Dale thought for a minute, trying to get it straight. "Okay, so where is that us? The one that found the Hexads?"

"Well, obviously, now that you've seen the note, they don't exist. How could they?"

"Hey, hang on, what do you mean they don't exist?" squealed Amanda.

"Well, the other yous changed everything by doing what you just did. So now the other yous have gone, as that future can't happen now, can it? I think that's right, I told you it was confusing." Tellan stared at them accusingly.

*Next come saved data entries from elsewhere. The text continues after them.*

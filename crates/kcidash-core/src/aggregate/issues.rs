use std::collections::HashMap;

use crate::normalize::IssueEntry;

/// Unique issues in first-seen order, each with its incident count.
#[derive(Debug, Clone, Default, PartialEq)]
pub struct IssueMap {
    entries: Vec<IssueEntry>,
    by_id: HashMap<String, usize>,
}

impl IssueMap {
    pub fn new() -> Self {
        Self::default()
    }

    /// Counts one more incident for an issue already present, otherwise
    /// inserts it with a single incident. Metadata of the first sighting wins.
    pub fn merge(&mut self, issue: &IssueEntry) {
        match self.by_id.get(&issue.id) {
            Some(&pos) => self.entries[pos].incidents_info.incidents_count += 1,
            None => {
                let mut entry = issue.clone();
                entry.incidents_info.incidents_count = 1;
                self.by_id.insert(entry.id.clone(), self.entries.len());
                self.entries.push(entry);
            }
        }
    }

    pub fn get(&self, id: &str) -> Option<&IssueEntry> {
        self.by_id.get(id).map(|&pos| &self.entries[pos])
    }

    pub fn len(&self) -> usize {
        self.entries.len()
    }

    pub fn is_empty(&self) -> bool {
        self.entries.is_empty()
    }

    pub fn into_vec(self) -> Vec<IssueEntry> {
        self.entries
    }
}

#[cfg(test)]
mod tests {
    use super::*;
    use crate::normalize::IncidentsInfo;

    fn issue(id: &str, comment: &str) -> IssueEntry {
        IssueEntry {
            id: id.into(),
            version: Some(1),
            comment: Some(comment.into()),
            report_url: None,
            incidents_info: IncidentsInfo { incidents_count: 1 },
        }
    }

    #[test]
    fn repeated_issue_increments_and_keeps_first_metadata() {
        let mut map = IssueMap::new();
        assert!(map.is_empty());
        map.merge(&issue("i1", "first"));
        map.merge(&issue("i2", "other"));
        map.merge(&issue("i1", "second"));

        let i1 = map.get("i1").unwrap();
        assert_eq!(i1.incidents_info.incidents_count, 2);
        assert_eq!(i1.comment.as_deref(), Some("first"));
        assert_eq!(map.get("i2").unwrap().incidents_info.incidents_count, 1);
        assert_eq!(map.len(), 2);

        let ids: Vec<_> = map.into_vec().into_iter().map(|i| i.id).collect();
        assert_eq!(ids, vec!["i1", "i2"]);
    }

    #[test]
    fn scopes_count_independently() {
        let mut builds = IssueMap::new();
        let mut tests = IssueMap::new();
        let shared = issue("i1", "c");

        builds.merge(&shared);
        tests.merge(&shared);
        builds.merge(&shared);

        assert_eq!(builds.get("i1").unwrap().incidents_info.incidents_count, 2);
        assert_eq!(tests.get("i1").unwrap().incidents_info.incidents_count, 1);
    }
}
use anyhow::Context;
use kcidash_core::{DashConfig, DashResult, Fixture};

use crate::cli::args::ImportArgs;
use crate::exit_codes::{EXIT_SUCCESS, INVALID_INPUT};

pub fn run(args: ImportArgs, cfg: &DashConfig) -> anyhow::Result<i32> {
    let fixture = match read_fixture(&args) {
        Ok(f) => f,
        Err(e) => {
            eprintln!("import error: {e:#}");
            return Ok(INVALID_INPUT);
        }
    };
    Ok(super::exit_code(write_fixture(&fixture, cfg)))
}

fn read_fixture(args: &ImportArgs) -> anyhow::Result<Fixture> {
    let raw = std::fs::read_to_string(&args.file)
        .with_context(|| format!("failed to read {}", args.file.display()))?;
    Fixture::from_json(&raw).with_context(|| format!("failed to parse {}", args.file.display()))
}

fn write_fixture(fixture: &Fixture, cfg: &DashConfig) -> DashResult<i32> {
    let stats = super::open_store(cfg)?.import_fixture(fixture)?;
    super::print_json(&stats, false)?;
    Ok(EXIT_SUCCESS)
}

"This is one of those paradox things, right? I thought that it meant that you could never go back to the past and change things. You know like you couldn't travel back and kill a young you as that would mean you were dead, which would mean that you would never be alive to grow up then go back and kill the young you. That's how it works, isn't it?"

"Yes, it is. In one universe. That's the rule, you can't change the past. How could you? Otherwise you could go back and kill your grandparents and then you would never have been born so you couldn't go back and kill your grandparents."

"Okay, so if that's the case," said Amanda, looking like her head was going to crack open, "then how is there time travel if now we don't suddenly go and dig up another part of our garden in a decade and find these Hexads, whatever they are?"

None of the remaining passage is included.